Police chief: St. Charles bars getting better at preventing problems

Updated 2/16/2016 8:16 PM

Things have gotten better at downtown St. Charles bars in the last year, as far as people starting fights, getting drunk and urinating in public, or generally misbehaving, according to Police Chief James Keegan.

Keegan told the city's liquor commission Tuesday the improvement is due to better cooperation between bar owners and police.


He was presenting the list of establishments seeking to renew late-night permits, which come due May 1, and allow serving alcohol until 1 or 2 a.m.

Two bars in his report -- Alibi and Alley 64 -- logged the most police incidents in 2015, with 14 for Alibi and 19 for Alley 64. But that doesn't mean they were negative incidents, Keegan said.
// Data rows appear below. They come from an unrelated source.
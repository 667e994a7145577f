//! Top-level run errors.

use super::error_code::{self, QgateErrorCode};
use super::{ConfigError, GateError, ProducerError, ReportError};

/// Errors that abort a gate run.
/// Aggregates subsystem errors via `From` conversions.
#[derive(Debug, thiserror::Error)]
pub enum PipelineError {
    #[error("Configuration error: {0}")]
    Config(#[from] ConfigError),

    #[error("Report error: {0}")]
    Report(#[from] ReportError),

    #[error("Producer error: {0}")]
    Producer(#[from] ProducerError),

    #[error("Gate error: {0}")]
    Gate(#[from] GateError),

    #[error("Failed to render {format} output: {message}")]
    Render { format: String, message: String },

    #[error("Failed to write output {path}: {source}")]
    Output {
        path: String,
        #[source]
        source: std::io::Error,
    },
}

impl QgateErrorCode for PipelineError {
    fn error_code(&self) -> &'static str {
        match self {
            Self::Config(e) => e.error_code(),
            Self::Report(e) => e.error_code(),
            Self::Producer(e) => e.error_code(),
            Self::Gate(e) => e.error_code(),
            Self::Render { .. } | Self::Output { .. } => error_code::OUTPUT_ERROR,
        }
    }
}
Both bars have stepped up efforts to prevent underage drinking and are calling police when they confiscate false identification, he said. Those proactive calls are counted as incidents.
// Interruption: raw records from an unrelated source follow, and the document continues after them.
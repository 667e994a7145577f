//! Tests for the qgate configuration system.

use std::sync::Mutex;

use qgate_core::config::{default_gates, CliOverrides, FailOn, QgateConfig, QualityGate};
use qgate_core::errors::ConfigError;

/// Global mutex to serialize tests that modify environment variables.
static ENV_MUTEX: Mutex<()> = Mutex::new(());

fn tempdir() -> tempfile::TempDir {
    tempfile::TempDir::new().unwrap()
}

/// Clear all QGATE_ env vars to prevent cross-test contamination.
fn clear_qgate_env_vars() {
    for key in ["QGATE_REPORT_PATH", "QGATE_FAIL_ON"] {
        std::env::remove_var(key);
    }
}

#[test]
fn test_layered_resolution() {
    let _lock = ENV_MUTEX.lock().unwrap();
    clear_qgate_env_vars();

    let dir = tempdir();
    std::fs::write(
        dir.path().join("qgate.toml"),
        r#"
[report]
path = "from-project.json"

[quality_gates]
fail_on = "any"
"#,
    )
    .unwrap();

    std::env::set_var("QGATE_REPORT_PATH", "from-env.json");

    let cli = CliOverrides {
        fail_on: Some("critical".to_string()),
        ..Default::default()
    };
    let config = QgateConfig::load(dir.path(), None, Some(&cli)).unwrap();

    // Env overrides project for the report path
    assert_eq!(config.report.effective_path(), "from-env.json");
    // CLI overrides project for fail_on
    assert_eq!(config.fail_on(), FailOn::Critical);

    clear_qgate_env_vars();
}

#[test]
fn test_load_without_project_file_uses_defaults() {
    let _lock = ENV_MUTEX.lock().unwrap();
    clear_qgate_env_vars();

    let dir = tempdir();
    let config = QgateConfig::load(dir.path(), None, None).unwrap();

    assert_eq!(config.report.effective_path(), "quality-report.json");
    assert!(config.report.effective_auto_generate());
    assert_eq!(config.fail_on(), FailOn::Critical);
    assert_eq!(config.gates(), default_gates());
}

#[test]
fn test_explicit_config_path_must_exist() {
    let _lock = ENV_MUTEX.lock().unwrap();
    clear_qgate_env_vars();

    let dir = tempdir();
    let missing = dir.path().join("nope.toml");
    let err = QgateConfig::load(dir.path(), Some(&missing), None).unwrap_err();
    assert!(matches!(err, ConfigError::FileNotFound { .. }));
}

#[test]
fn test_project_gates_replace_defaults() {
    let _lock = ENV_MUTEX.lock().unwrap();
    clear_qgate_env_vars();

    let dir = tempdir();
    let path = dir.path().join("custom.toml");
    std::fs::write(
        &path,
        r#"
[[quality_gates.gates]]
name = "Overall"
threshold = 60
critical = true

[[quality_gates.gates]]
name = "Perf"
dimension = "Performance"
threshold = 55.5
"#,
    )
    .unwrap();

    let config = QgateConfig::load(dir.path(), Some(&path), None).unwrap();
    assert_eq!(
        config.gates(),
        vec![
            QualityGate::overall("Overall", 60.0, true),
            QualityGate::dimension("Perf", "Performance", 55.5, false),
        ]
    );
}

#[test]
fn test_invalid_toml_is_parse_error() {
    let _lock = ENV_MUTEX.lock().unwrap();
    clear_qgate_env_vars();

    let dir = tempdir();
    std::fs::write(dir.path().join("qgate.toml"), "[report\npath = ").unwrap();
    let err = QgateConfig::load(dir.path(), None, None).unwrap_err();
    assert!(matches!(err, ConfigError::ParseError { .. }));
}

#[test]
fn test_invalid_fail_on_from_env_is_rejected() {
    let _lock = ENV_MUTEX.lock().unwrap();
    clear_qgate_env_vars();

    std::env::set_var("QGATE_FAIL_ON", "sometimes");
    let dir = tempdir();
    let err = QgateConfig::load(dir.path(), None, None).unwrap_err();
    assert!(matches!(err, ConfigError::InvalidValue { .. }));

    clear_qgate_env_vars();
}

#[test]
fn test_validation_rejects_bad_gates() {
    let dup = QgateConfig::from_toml(
        r#"
[[quality_gates.gates]]
name = "Security"
dimension = "Security"
threshold = 80

[[quality_gates.gates]]
name = "Security"
threshold = 70
"#,
    )
    .unwrap();
    assert!(matches!(
        QgateConfig::validate(&dup),
        Err(ConfigError::ValidationFailed { .. })
    ));

    let out_of_range = QgateConfig::from_toml(
        r#"
[[quality_gates.gates]]
name = "Overall"
threshold = 140
"#,
    )
    .unwrap();
    assert!(QgateConfig::validate(&out_of_range).is_err());
}

#[test]
fn test_explicit_empty_gate_list_is_rejected() {
    let _lock = ENV_MUTEX.lock().unwrap();
    clear_qgate_env_vars();

    let dir = tempdir();
    std::fs::write(
        dir.path().join("qgate.toml"),
        r#"
[quality_gates]
gates = []
"#,
    )
    .unwrap();

    let err = QgateConfig::load(dir.path(), None, None).unwrap_err();
    match err {
        ConfigError::ValidationFailed { field, .. } => assert_eq!(field, "quality_gates.gates"),
        other => panic!("unexpected error: {other:?}"),
    }
}

#[test]
fn test_blank_producer_program_is_rejected() {
    let config = QgateConfig::from_toml(
        r#"
[report]
producer = ["  ", "--out", "{report}"]
"#,
    )
    .unwrap();
    assert!(matches!(
        QgateConfig::validate(&config),
        Err(ConfigError::ValidationFailed { .. })
    ));
}

#[test]
fn test_unknown_keys_are_ignored() {
    let config = QgateConfig::from_toml(
        r#"
[report]
path = "r.json"
colour = "blue"

[future_section]
x = 1
"#,
    )
    .unwrap();
    assert_eq!(config.report.effective_path(), "r.json");
}

#[test]
fn test_to_toml_round_trips_defaults() {
    let mut config = QgateConfig::default();
    config.quality_gates.gates = Some(default_gates());
    let text = config.to_toml().unwrap();
    let back = QgateConfig::from_toml(&text).unwrap();
    assert_eq!(back.gates(), default_gates());
}

#[test]
fn test_resolve_path_relative_to_root() {
    let config = QgateConfig::from_toml("[report]\npath = \"out/report.json\"\n").unwrap();
    let root = std::path::Path::new("/work/project");
    assert_eq!(
        config.report.resolve_path(root),
        root.join("out").join("report.json")
    );
}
The more-important statistics in the report, he said, are for arrests at or near establishments that can be directly tied to those places, and written warnings issued to businesses. The Alibi had no warnings and four arrests; Alley 64 had one warning and two arrests.

Alley 64 started using an ID-scanning system that, besides checking the validity of the ID and noting the patron's identity and age, can compile information, such as whether someone has been banned from the bar. It also logs the time someone entered the bar, which helps prevent patrons from entering with legitimate ID, then using sleight of hand to slip the ID back to an underage friend, Keegan said.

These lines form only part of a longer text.